As stated before, the topic of conformation requires further investigation.  From the previous section, you may remember the Newman Projection of the staggered form of ethane:

Staggered

However, this is just one conformation of ethane, albeit the one of lowest energy.  As previously stated, there are an infinite number of possible conformations of ethane, however, a few are of interest and have specific names.

Eclipsed

Clearly, as the name suggests, this conformation has all the hydrogen atoms in line with each other, so that the rear atoms are eclipsed by the front ones.  However, to make it clear which molecule we are dealing with in our representation, the rear atoms are drawn slightly to one side. 

This conformation is of highest energy, as the C-H bonds are all as close as possible. This is exactly the opposite situation to the staggered form, where all the C-H bonds have their maximum separation, and hence the staggered form is of lowest energy.

There also exist some important conformations of intermediate energy, though these are best described with molecules other than ethane. Let us have a look at the conformations of 1,2 dibromoethane:

Above, we can see, the lowest energy form; staggered with the two bromine atoms as far from each other as possible (antiperiplanar in this case), and two slightly higher energy forms, which look staggered, but are higher in energy because the bromine atoms are near each other.

There are also more eclipsed versions in this molecule:

The highest energy form is the fully eclipsed form, where the two bromine atoms eclipse each other, and the slightly lower energy form is just called eclipsed, and has a bromine eclipsing a hydrogen atom.

All these forms can only be considered distinct because there is a barrier to rotation about the axial bond in each case.  If all the forms had the same energy, the molecule would rotate freely about its axis at any temperature. 

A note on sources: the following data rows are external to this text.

//! Parameter derivation and injection for fetch queries.

use serde_json::{Map, Value};

use crate::error::{QueryError, Result};
use crate::model::FetchParameterSource;
use crate::querier::CompiledFetch;
use crate::types::{QueryParameter, Record};
use crate::value;

/// Build the parameter of a fetch call from its parent row and parameter.
///
/// Sources that resolve to nothing are left out of the criteria so
/// optional template sections can drop them.
pub fn derive_parameter(
    compiled: &CompiledFetch,
    parent: &Record,
    parent_parameter: &QueryParameter,
) -> Result<QueryParameter> {
    let fetch = &compiled.fetch;
    let mut criteria = Map::new();

    for parameter in &fetch.parameters {
        let resolved = match parameter.source {
            FetchParameterSource::Parent => parent_parameter.lookup(&parameter.source_name),
            FetchParameterSource::Result => value::resolve_in_record(parent, &parameter.source_name),
            FetchParameterSource::Constant => Some(parameter.constant_value()),
        };
        let Some(mut resolved) = resolved else {
            continue;
        };

        if parameter.distinct {
            if let Value::Array(items) = resolved {
                resolved = Value::Array(value::distinct(items));
            }
        }
        if let Some(ty) = parameter.target_type {
            resolved = ty
                .coerce(&resolved)
                .map_err(|message| QueryError::InvalidParameter {
                    query: fetch.reference_versioned_name(),
                    name: parameter.name.clone(),
                    message,
                })?;
        }
        criteria.insert(parameter.name.clone(), resolved);
    }

    Ok(QueryParameter {
        offset: None,
        limit: None,
        criteria: Value::Object(criteria),
        context: parent_parameter.context.clone(),
    })
}

/// Whether the fetch applies to this parent row
pub fn should_fetch(
    compiled: &CompiledFetch,
    parent: &Record,
    parent_parameter: &QueryParameter,
) -> Result<bool> {
    match &compiled.predicate {
        Some(predicate) => predicate.test(parent, parent_parameter),
        None => Ok(true),
    }
}

/// Transform fetched rows and set them on the parent.
///
/// Multi-record fetches always inject a list; single-record fetches inject
/// the first value, or nothing when the fetch came back empty.
pub fn inject(compiled: &CompiledFetch, parent: &mut Record, fetched: Vec<Record>) -> Result<()> {
    let mut values: Vec<Value> = fetched.into_iter().map(Value::Object).collect();
    if let Some(injection) = &compiled.injection {
        values = injection.apply(parent, values)?;
    }

    let property = &compiled.fetch.inject_property;
    if compiled.fetch.multi_records {
        value::set_path(parent, property, Value::Array(values));
    } else if let Some(first) = values.into_iter().next() {
        value::set_path(parent, property, first);
    }
    Ok(())
}
//! PostgreSQL backend for strata-query
//!
//! Runs rendered SQL through `tokio-postgres`. Bind values are typed from the
//! parameter types the server infers for the prepared statement, and
//! `stream` reads rows off the connection as they arrive.

mod convert;
mod dialect;

pub use convert::{bind_all, bind_value, row_to_record, PgBind};
pub use dialect::PostgresDialect;

use async_trait::async_trait;
use futures::stream::{Stream, StreamExt};
use std::future::Future;
use std::sync::Arc;
use strata_query::{
    BackendDialect, Capability, ConnectionConfig, ExecutorFactory, Querier, QueryError,
    QueryExecutor, Record, RecordStream, Result,
};
use tokio_postgres::types::ToSql;
use tokio_postgres::{Client, NoTls, Statement};
use tracing::{debug, error};

use convert::describe_error;

/// PostgreSQL query executor
pub struct PostgresExecutor {
    client: Arc<Client>,
    database_name: String,
    dialect: PostgresDialect,
}

impl PostgresExecutor {
    /// Connect to a PostgreSQL server
    pub async fn connect(
        host: &str,
        port: u16,
        username: &str,
        password: &str,
        database: &str,
    ) -> Result<Self> {
        let config = format!(
            "host={} port={} user={} password={} dbname={}",
            host, port, username, password, database
        );

        debug!(
            "Connecting to PostgreSQL: {}@{}:{}/{}",
            username, host, port, database
        );
        Self::connect_with(&config, database).await
    }

    /// Connect with a libpq-style key/value string or a `postgresql://` URL
    pub async fn connect_with(config: &str, database: &str) -> Result<Self> {
        let (client, connection) = tokio_postgres::connect(config, NoTls).await.map_err(|e| {
            QueryError::ConnectionFailed(format!("PostgreSQL connection failed: {}", e))
        })?;

        // Spawn connection handler
        tokio::spawn(async move {
            if let Err(e) = connection.await {
                error!("PostgreSQL connection error: {}", e);
            }
        });

        debug!("Successfully connected to PostgreSQL database: {}", database);

        Ok(Self {
            client: Arc::new(client),
            database_name: database.to_string(),
            dialect: PostgresDialect,
        })
    }

    pub fn database_name(&self) -> &str {
        &self.database_name
    }

    async fn prepare(&self, querier: &Querier) -> Result<(Statement, Vec<PgBind>)> {
        let statement = self
            .client
            .prepare(querier.body())
            .await
            .map_err(|e| failed(querier, &e))?;
        let binds = bind_all(querier.binds(), statement.params())?;
        Ok((statement, binds))
    }

    async fn query(&self, querier: &Querier) -> Result<Vec<tokio_postgres::Row>> {
        let (statement, binds) = self.prepare(querier).await?;
        let params: Vec<&(dyn ToSql + Sync)> =
            binds.iter().map(|b| b as &(dyn ToSql + Sync)).collect();

        debug!("Executing {}: {}", querier.name(), querier.body());
        self.client
            .query(&statement, &params)
            .await
            .map_err(|e| failed(querier, &e))
    }
}

fn failed(querier: &Querier, e: &tokio_postgres::Error) -> QueryError {
    error!("PostgreSQL query failed: {}", e);
    error!("Failed SQL: {}", querier.body());
    QueryError::QueryFailed(format!(
        "{}\n\nQuery: {}",
        describe_error(e),
        querier.body()
    ))
}

/// Apply the querier's `timeout` property, if any
async fn within_timeout<T>(querier: &Querier, fut: impl Future<Output = Result<T>>) -> Result<T> {
    match querier.timeout() {
        Some(limit) => tokio::time::timeout(limit, fut)
            .await
            .map_err(|_| QueryError::QueryTimeout(limit.as_millis() as u64))?,
        None => fut.await,
    }
}

fn boxed_stream<S>(stream: S) -> RecordStream
where
    S: Stream<Item = Result<Record>> + Send + 'static,
{
    Box::pin(stream)
}

#[async_trait]
impl QueryExecutor for PostgresExecutor {
    fn backend(&self) -> &str {
        "postgres"
    }

    fn dialect(&self) -> &dyn BackendDialect {
        &self.dialect
    }

    fn capabilities(&self) -> Vec<Capability> {
        vec![Capability::Sql, Capability::Count, Capability::Cursor]
    }

    async fn execute(&self, querier: &Querier) -> Result<Vec<Record>> {
        let start = std::time::Instant::now();
        let rows = within_timeout(querier, self.query(querier)).await?;
        let records = rows
            .iter()
            .map(row_to_record)
            .collect::<Result<Vec<_>>>()?;

        debug!(
            "Query {} returned {} rows in {}ms",
            querier.name(),
            records.len(),
            start.elapsed().as_millis()
        );
        Ok(records)
    }

    async fn count(&self, querier: &Querier) -> Result<u64> {
        let rows = within_timeout(querier, self.query(querier)).await?;
        let row = rows
            .first()
            .ok_or_else(|| QueryError::QueryFailed("Count query returned no rows".to_string()))?;
        let count: i64 = row
            .try_get(0)
            .map_err(|e| QueryError::QueryFailed(format!("Count query failed: {}", e)))?;
        Ok(count as u64)
    }

    async fn stream(&self, querier: Querier) -> Result<RecordStream> {
        let rows = within_timeout(&querier, async {
            let (statement, binds) = self.prepare(&querier).await?;
            self.client
                .query_raw(&statement, binds)
                .await
                .map_err(|e| failed(&querier, &e))
        })
        .await?;
        debug!("Opened row stream for {}", querier.name());

        let client = self.client.clone();
        Ok(boxed_stream(async_stream::try_stream! {
            // the connection stays open until the stream is dropped
            let _client = client;
            let mut rows = Box::pin(rows);
            while let Some(row) = rows.next().await {
                let row = row.map_err(|e| failed(&querier, &e))?;
                yield row_to_record(&row)?;
            }
        }))
    }

    async fn close(&self) -> Result<()> {
        debug!("Closing PostgreSQL executor for {}", self.database_name);
        Ok(())
    }
}

/// Creates [`PostgresExecutor`]s from connection configurations
#[derive(Debug, Default)]
pub struct PostgresExecutorFactory;

impl PostgresExecutorFactory {
    pub fn new() -> Self {
        Self
    }

    /// libpq key/value string for a configuration without a URL
    fn connection_params(config: &ConnectionConfig) -> (String, String) {
        let database = config
            .database
            .clone()
            .unwrap_or_else(|| "postgres".to_string());
        let mut params = format!(
            "host={} port={} user={} dbname={}",
            config.host.as_deref().unwrap_or("localhost"),
            config.port.unwrap_or(5432),
            config.username.as_deref().unwrap_or("postgres"),
            database
        );
        if let Some(password) = &config.password {
            params.push_str(&format!(" password={}", password));
        }
        if let Some(timeout) = config.timeout {
            params.push_str(&format!(" connect_timeout={}", timeout.as_secs().max(1)));
        }
        if let Some(sslmode) = config.option("sslmode") {
            params.push_str(&format!(" sslmode={}", sslmode));
        }
        (params, database)
    }
}

#[async_trait]
impl ExecutorFactory for PostgresExecutorFactory {
    fn backend_type(&self) -> &'static str {
        "postgres"
    }

    async fn create_executor(&self, config: ConnectionConfig) -> Result<Arc<dyn QueryExecutor>> {
        debug!("Creating PostgreSQL executor for {}", config.connection_string());
        let executor = match &config.url {
            Some(url) => {
                let database = config.database.clone().unwrap_or_default();
                PostgresExecutor::connect_with(url, &database).await?
            }
            None => {
                let (params, database) = Self::connection_params(&config);
                PostgresExecutor::connect_with(&params, &database).await?
            }
        };
        Ok(Arc::new(executor))
    }
}
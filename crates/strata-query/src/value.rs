//! Dotted-path access and comparison helpers over JSON values.
//!
//! Paths are dot separated (`customer.address.city`). A numeric segment
//! indexes into an array; any other segment applied to an array is mapped
//! over its elements and the results are flattened one level.

use serde_json::Value;
use std::cmp::Ordering;
use std::collections::HashSet;

use crate::types::Record;

/// Resolve a dotted path against a value
pub fn resolve_path(value: &Value, path: &str) -> Option<Value> {
    if path.is_empty() {
        return Some(value.clone());
    }

    let (head, rest) = path.split_once('.').unwrap_or((path, ""));

    match value {
        Value::Object(map) => resolve_path(map.get(head)?, rest),
        Value::Array(items) => {
            if let Ok(index) = head.parse::<usize>() {
                return resolve_path(items.get(index)?, rest);
            }

            let mut collected = Vec::new();
            for item in items {
                match resolve_path(item, path) {
                    Some(Value::Array(nested)) => collected.extend(nested),
                    Some(found) => collected.push(found),
                    None => {}
                }
            }
            Some(Value::Array(collected))
        }
        _ => None,
    }
}

/// Resolve a dotted path against a record
pub fn resolve_in_record(record: &Record, path: &str) -> Option<Value> {
    let (head, rest) = path.split_once('.').unwrap_or((path, ""));
    resolve_path(record.get(head)?, rest)
}

/// Set a value at a dotted path, creating intermediate objects
pub fn set_path(record: &mut Record, path: &str, value: Value) {
    match path.split_once('.') {
        None => {
            record.insert(path.to_string(), value);
        }
        Some((head, rest)) => {
            let entry = record
                .entry(head.to_string())
                .or_insert_with(|| Value::Object(Record::new()));
            if !entry.is_object() {
                *entry = Value::Object(Record::new());
            }
            if let Value::Object(child) = entry {
                set_path(child, rest, value);
            }
        }
    }
}

/// Drop repeated values, keeping first occurrences in order
pub fn distinct(values: Vec<Value>) -> Vec<Value> {
    let mut seen = HashSet::new();
    values
        .into_iter()
        .filter(|v| seen.insert(v.to_string()))
        .collect()
}

pub fn is_truthy(value: &Value) -> bool {
    match value {
        Value::Null => false,
        Value::Bool(b) => *b,
        Value::Number(n) => n.as_f64().map(|f| f != 0.0).unwrap_or(true),
        Value::String(s) => !s.is_empty(),
        Value::Array(items) => !items.is_empty(),
        Value::Object(map) => !map.is_empty(),
    }
}

/// Equality that treats `1` and `1.0` as the same number
pub fn loosely_equal(left: &Value, right: &Value) -> bool {
    match (left, right) {
        (Value::Number(a), Value::Number(b)) => a.as_f64() == b.as_f64(),
        _ => left == right,
    }
}

/// Ordering between two scalars of the same kind
pub fn compare(left: &Value, right: &Value) -> Option<Ordering> {
    match (left, right) {
        (Value::Number(a), Value::Number(b)) => a.as_f64()?.partial_cmp(&b.as_f64()?),
        (Value::String(a), Value::String(b)) => Some(a.cmp(b)),
        (Value::Bool(a), Value::Bool(b)) => Some(a.cmp(b)),
        _ => None,
    }
}

#[cfg(test)]
mod tests {
    use super::*;
    use serde_json::json;

    #[test]
    fn test_resolve_nested_object() {
        let value = json!({"customer": {"address": {"city": "Oslo"}}});
        assert_eq!(
            resolve_path(&value, "customer.address.city"),
            Some(json!("Oslo"))
        );
        assert_eq!(resolve_path(&value, "customer.phone"), None);
    }

    #[test]
    fn test_resolve_maps_over_arrays() {
        let value = json!({"lines": [{"sku": "a"}, {"sku": "b"}, {"qty": 1}]});
        assert_eq!(resolve_path(&value, "lines.sku"), Some(json!(["a", "b"])));
        assert_eq!(resolve_path(&value, "lines.1.sku"), Some(json!("b")));
    }

    #[test]
    fn test_set_path_creates_parents() {
        let mut record = Record::new();
        record.insert("meta".into(), json!("scalar"));
        set_path(&mut record, "meta.owner.name", json!("ada"));
        set_path(&mut record, "flat", json!(1));

        assert_eq!(
            Value::Object(record),
            json!({"meta": {"owner": {"name": "ada"}}, "flat": 1})
        );
    }

    #[test]
    fn test_distinct_keeps_order() {
        let values = vec![json!(2), json!(1), json!(2), json!("2"), json!(1)];
        assert_eq!(distinct(values), vec![json!(2), json!(1), json!("2")]);
    }

    #[test]
    fn test_loose_number_equality() {
        assert!(loosely_equal(&json!(1), &json!(1.0)));
        assert!(!loosely_equal(&json!(1), &json!("1")));
        assert_eq!(compare(&json!(2), &json!(10)), Some(Ordering::Less));
        assert_eq!(compare(&json!("b"), &json!("a")), Some(Ordering::Greater));
        assert_eq!(compare(&json!(1), &json!("a")), None);
    }
}
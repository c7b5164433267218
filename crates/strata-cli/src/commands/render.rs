use super::common::{Backend, MappingArgs, ParameterArgs};
use clap::Args;
use colored::Colorize;
use std::sync::Arc;
use strata_query::{Querier, QuerierCache, RendererRegistry};

#[derive(Args)]
pub struct RenderCommand {
    /// Versioned query name
    query: String,

    /// Backend whose dialect renders the script
    #[arg(long = "dialect-backend", value_enum, default_value = "postgres")]
    backend: Backend,

    /// Render the counting script instead of the row script
    #[arg(long)]
    count: bool,

    #[command(flatten)]
    mappings: MappingArgs,

    #[command(flatten)]
    parameter: ParameterArgs,
}

impl RenderCommand {
    pub fn execute(self) -> anyhow::Result<()> {
        let (config, mappings) = self.mappings.mapping_service()?;
        let dialect = self.backend.dialect();
        let cache = QuerierCache::new(
            mappings,
            Arc::new(RendererRegistry::with_defaults()),
            dialect.bind_style(),
        );

        let parameter = self.parameter.parameter()?;
        let mut querier = cache.resolve(&self.query, &parameter)?;

        if self.count {
            querier = dialect.count(&querier)?;
        } else if parameter.offset.is_some() || parameter.limit.is_some() {
            if dialect.supports_limit(&querier) {
                let offset = parameter.offset.unwrap_or(0);
                let limit = config
                    .for_query(querier.query())
                    .effective_limit(parameter.limit);
                querier = dialect.limit(querier, offset, limit)?;
            } else {
                println!(
                    "{} {} cannot push a window into {}; it is applied after execution",
                    "!".bright_yellow(),
                    self.backend.name(),
                    self.query
                );
            }
        }

        print_querier(&querier);
        Ok(())
    }
}

fn print_querier(querier: &Querier) {
    println!(
        "{} {}",
        "Query:".bright_white().bold(),
        querier.name().bright_cyan()
    );
    println!("{}", "Script:".bright_white().bold());
    println!("{}", querier.body());

    if !querier.binds().is_empty() {
        println!("{}", "Binds:".bright_white().bold());
        for (index, value) in querier.binds().iter().enumerate() {
            println!("  ${} = {}", index + 1, value);
        }
    }

    if !querier.fetch_queries().is_empty() {
        println!("{}", "Fetches:".bright_white().bold());
        for fetch in querier.fetch_queries() {
            println!(
                "  {} -> {}",
                fetch.fetch.reference_versioned_name(),
                fetch.fetch.inject_property
            );
        }
    }
}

However, as it is, due to the the increase in energy when atoms eclipse (which is caused by the eclipsing of the electrons in the bonds to those atoms), the molecules above do not have free rotation at all temperatures.  (Note that in reality, because the energy barrier is only very small, the temperature must be very low indeed to prevent rotation in ethane for example, and at room temperature, ethane does rotate freely and very rapidly.)